The Holy or the Broken: Leonard Cohen, Jeff Buckley, and the Unlikely Asce

The Holy or the Broken: Leonard Cohen, Jeff Buckley, and the Unlikely Ascent of "Hallelujah" - Alan Light It's hard to sustain an entire book based on an analysis of one song, but if there's a song to write a book on (other than perhaps one by Dylan), it'd be Hallelujah. Although Cohen sanctioned the writing of this, he did not participate in it - and his voice is notably missing. Then again, something might be lost if Mr. Cohen himself commented in any kind of a definitive way: as part of his thesis, Light repeatedly comes back to the idea that Hallelujah has enjoyed the slow build to popularity - many would say oversaturation - because it is so rife with multiple, layered meaning and therefore can be interpreted in so many ways to fit so many occasions by so many different artists.

Light gives almost every one of the major artists who've covered the tune (and even some of the minor ones) their due, but is clearly a fan of Buckley's. A surprise (for me) was Bon Jovi - whose version has been appreciated by Leonard Cohen himself as one of the stronger interpretations. While I'm not a fan of JBJ's rendition, I did appreciate his obvious depth of understanding of the lyric, the irony and the tension between the religious and secular meanings of the verses. (That said, Richie Sambora trying to put "Livin' on a Prayer" in the same category with Hallelujah kind of made me howl.)

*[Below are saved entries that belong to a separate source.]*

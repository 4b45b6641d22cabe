// ── Outcome + warnings ──
//
// A primary result plus the non-fatal things that went wrong on the way.
// The DNS provider is authoritative: once its write succeeded, a failing
// secondary write (the cached record id) is reported here, not as an error.

use std::fmt;

use serde::Serialize;

use crate::model::RecordId;

/// Non-fatal condition attached to a successful operation.
#[derive(Debug, Clone, PartialEq, Eq, Serialize, strum::IntoStaticStr)]
#[serde(tag = "kind", rename_all = "snake_case")]
#[strum(serialize_all = "snake_case")]
pub enum Warning {
    /// Persisting the cached record id failed; the next call rescans.
    CacheWrite { user: String, reason: String },

    /// The cached id pointed at a record the provider no longer has.
    StaleCache { alias: String, record_id: RecordId },

    /// More than one record carries the alias key; the first one was used.
    DuplicateRecords {
        alias: String,
        used: RecordId,
        ignored: Vec<RecordId>,
    },

    /// The user was removed but their DNS record could not be deleted.
    DnsCleanup { alias: String, reason: String },

    /// Nothing to delete: the record was already gone.
    RecordAlreadyGone { alias: String },
}

impl Warning {
    pub fn kind(&self) -> &'static str {
        self.into()
    }
}

impl fmt::Display for Warning {
    fn fmt(&self, f: &mut fmt::Formatter<'_>) -> fmt::Result {
        match self {
            Self::CacheWrite { user, reason } => {
                write!(f, "could not cache DNS record id for user '{user}': {reason}")
            }
            Self::StaleCache { alias, record_id } => write!(
                f,
                "cached DNS record {record_id} for alias '{alias}' no longer exists; rescanned"
            ),
            Self::DuplicateRecords {
                alias,
                used,
                ignored,
            } => {
                let ignored: Vec<&str> = ignored.iter().map(RecordId::as_str).collect();
                write!(
                    f,
                    "alias '{alias}' has duplicate forwarding records; using {used}, ignoring {}",
                    ignored.join(", ")
                )
            }
            Self::DnsCleanup { alias, reason } => write!(
                f,
                "user deleted, but DNS cleanup for alias '{alias}' failed: {reason}. \
                 The DNS record may need to be removed manually"
            ),
            Self::RecordAlreadyGone { alias } => {
                write!(f, "no DNS record left to delete for alias '{alias}'")
            }
        }
    }
}

/// Primary result of an operation plus its warnings.
#[derive(Debug, Clone, PartialEq, Serialize)]
pub struct Outcome<T> {
    pub value: T,
    pub warnings: Vec<Warning>,
}

impl<T> Outcome<T> {
    pub fn new(value: T) -> Self {
        Self {
            value,
            warnings: Vec::new(),
        }
    }

    pub fn with_warnings(value: T, warnings: Vec<Warning>) -> Self {
        Self { value, warnings }
    }

    /// Record an optional warning (the shape best-effort writes return).
    pub fn note(&mut self, warning: Option<Warning>) {
        self.warnings.extend(warning);
    }

    pub fn is_clean(&self) -> bool {
        self.warnings.is_empty()
    }

    pub fn map<U>(self, f: impl FnOnce(T) -> U) -> Outcome<U> {
        Outcome {
            value: f(self.value),
            warnings: self.warnings,
        }
    }

    pub fn into_parts(self) -> (T, Vec<Warning>) {
        (self.value, self.warnings)
    }
}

For any of us who've listened, analyzed, compared and/or witnessed the performance of the song in any of the contexts that Light describes, there's not much new here (although I did finally get how the various verses, from the 80 that Cohen started with to the five included in Buckley's version, have been combined and recombined to different effect over the years). At the macro level, though, there is much to ponder in the journey of a song by a relatively obscure poet-songwriter becoming an iconic piece of popular culture.